Japan's Nikkei added 2% to the highest since early March.
The gains followed a rally on Wall Street overnight after data from Moderna Inc's COVID-19 vaccine, the first to be tested in the United States, showed it produced protective antibodies in a small group of healthy volunteers.
The positive early test results boosted sentiment as investors wagered on a faster-than-expected economic recovery.
Analysts, for now, expect a steep contraction in world growth with the outlook for 2021 still uncertain with no approved treatments or vaccines for COVID-19 currently.
Experts predict a safe and effective vaccine could take 12 to 18 months to develop.
On Wall Street overnight, the benchmark S&P 500 posted its biggest one-day percentage gain in almost six weeks, gaining 3.15%. The Dow Jones Industrial Average rose 3.85% and the Nasdaq Composite added 2.44%.

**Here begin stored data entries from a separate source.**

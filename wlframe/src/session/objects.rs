use std::{collections::HashMap, io};

use log::trace;

use super::ClientStream;
use crate::{
    error::{Error, Result},
    protocol::{Interface, RawMessage, WaylandId, DISPLAY_ID},
    wire_format::{WireMsgHeader, MAX_MESSAGE_SIZE},
};

/// Upper end of the id range reserved for client-created objects.
const MAX_CLIENT_ID: WaylandId = 0xFEFF_FFFF;

#[derive(Debug, Clone, Copy)]
pub(super) struct ObjectEntry {
    pub interface: Interface,
    /// Set once the client gave the object up. The entry stays until the server
    /// acknowledges with `wl_display.delete_id`.
    pub released: bool,
}

pub(super) struct ObjectManager {
    objects: HashMap<WaylandId, ObjectEntry>,
    last_id: WaylandId,
}

impl ObjectManager {
    pub fn new() -> Self {
        let mut objects = HashMap::new();
        objects.insert(
            DISPLAY_ID,
            ObjectEntry {
                interface: Interface::WlDisplay,
                released: false,
            },
        );

        Self {
            objects,
            last_id: DISPLAY_ID,
        }
    }

    // Ids are never handed out twice, even after the server deleted them.
    pub fn allocate_id(&mut self) -> WaylandId {
        assert!(self.last_id < MAX_CLIENT_ID, "client object ids exhausted");
        self.last_id += 1;
        self.last_id
    }

    pub fn insert(&mut self, object_id: WaylandId, interface: Interface) {
        let previous = self.objects.insert(
            object_id,
            ObjectEntry {
                interface,
                released: false,
            },
        );
        assert!(previous.is_none(), "object {object_id} registered twice");
    }

    pub fn get(&self, object_id: WaylandId) -> Option<ObjectEntry> {
        self.objects.get(&object_id).copied()
    }

    /// Returns `false` when the object was unknown or already released.
    pub fn release(&mut self, object_id: WaylandId) -> bool {
        match self.objects.get_mut(&object_id) {
            Some(entry) if !entry.released => {
                entry.released = true;
                true
            }
            _ => false,
        }
    }

    pub fn remove(&mut self, object_id: WaylandId) -> Option<ObjectEntry> {
        self.objects.remove(&object_id)
    }

    pub fn live_count(&self, interface: Interface) -> usize {
        self.objects
            .values()
            .filter(|e| e.interface == interface && !e.released)
            .count()
    }
}

/// Incoming bytes not yet turned into messages.
pub(super) struct ByteBuffer {
    data: Box<[u8]>,
    head: usize,
    tail: usize,
}

impl ByteBuffer {
    pub fn new() -> Self {
        Self {
            data: vec![0; 2 * MAX_MESSAGE_SIZE].into_boxed_slice(),
            head: 0,
            tail: 0,
        }
    }

    fn cached_bytes(&self) -> usize {
        self.tail - self.head
    }

    fn tail_space(&self) -> usize {
        self.data.len() - self.tail
    }

    /// Reads whatever the transport has. Complete messages are drained before every
    /// fill, so after compaction there is always room for a whole message.
    pub fn fill(&mut self, stream: &ClientStream, blocking: bool) -> io::Result<usize> {
        if self.tail_space() < MAX_MESSAGE_SIZE {
            self.data.copy_within(self.head..self.tail, 0);
            self.tail = self.cached_bytes();
            self.head = 0;
        }

        let size = stream.receive(&mut self.data[self.tail..], blocking)?;
        self.tail += size;
        trace!("Read {size} bytes, {} cached", self.cached_bytes());
        Ok(size)
    }

    pub fn next_message(&mut self) -> Result<Option<RawMessage>> {
        if self.cached_bytes() < WireMsgHeader::WIRE_SIZE {
            return Ok(None);
        }

        let header = WireMsgHeader::build(&self.data[self.head..self.tail]);
        let length = header.length as usize;
        if header.payload_len().is_none() || length > MAX_MESSAGE_SIZE {
            return Err(Error::Transport(io::Error::new(
                io::ErrorKind::InvalidData,
                format!("corrupt message header {header:?}"),
            )));
        }

        if self.cached_bytes() < length {
            return Ok(None);
        }

        let payload_start = self.head + WireMsgHeader::WIRE_SIZE;
        let payload = self.data[payload_start..self.head + length].into();
        self.head += length;

        if self.head == self.tail {
            self.head = 0;
            self.tail = 0;
        }

        Ok(Some(RawMessage {
            object_id: header.object_id,
            opcode: header.opcode,
            payload,
        }))
    }
}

"It may be the case that central bank liquidity is chloroforming markets to overlook risks such as overleveraged corporate and government balance sheets, growing COVID-19 case numbers, growth holes and a slow recovery path," analysts at Perpetual wrote in a note.
E-minis for the S&P 500 ESc1 were off 0.2% in Asian trading.
The vaccine optimism sent treasury yields surging overnight as investors dumped bonds, while gold came off its peak. Spot prices were last up 0.4% $1,739.2 an ounce.
There was good news in Europe too, after France and Germany called for the creation of a 500 billion euro ($543 billion) Recovery Fund able to offer grants to the countries and regions hardest hit by the coronavirus crisis.
The euro hovered near a two-week top at $1.0907. The British pound was up 0.1% at $1.2201. The risk sensitive Australian and New Zealand dollars were also up slightly.
The safe haven yen eased on the greenback to be last at 107.40 per dollar.
"Business survey data for the U.S. improved to merely terrible in May, up from truly awful in April," JP Morgan Chase economists said in a note on Tuesday.
"But collectively these data support our forecast that monthly activity measures from May onward should, in general, start to look better as restrictions are gradually eased."
Oil prices jumped to their highest in over two months, as the easing of global lockdowns boosted hopes of economic activity and as producers appeared to be following through with planned production cuts.
Brent crude LCOc1 was last up 1.24%, or 43 cents, at $35.21. U.S. crude CLc1 jumped 2.7%, or 87 cents, to $32.69.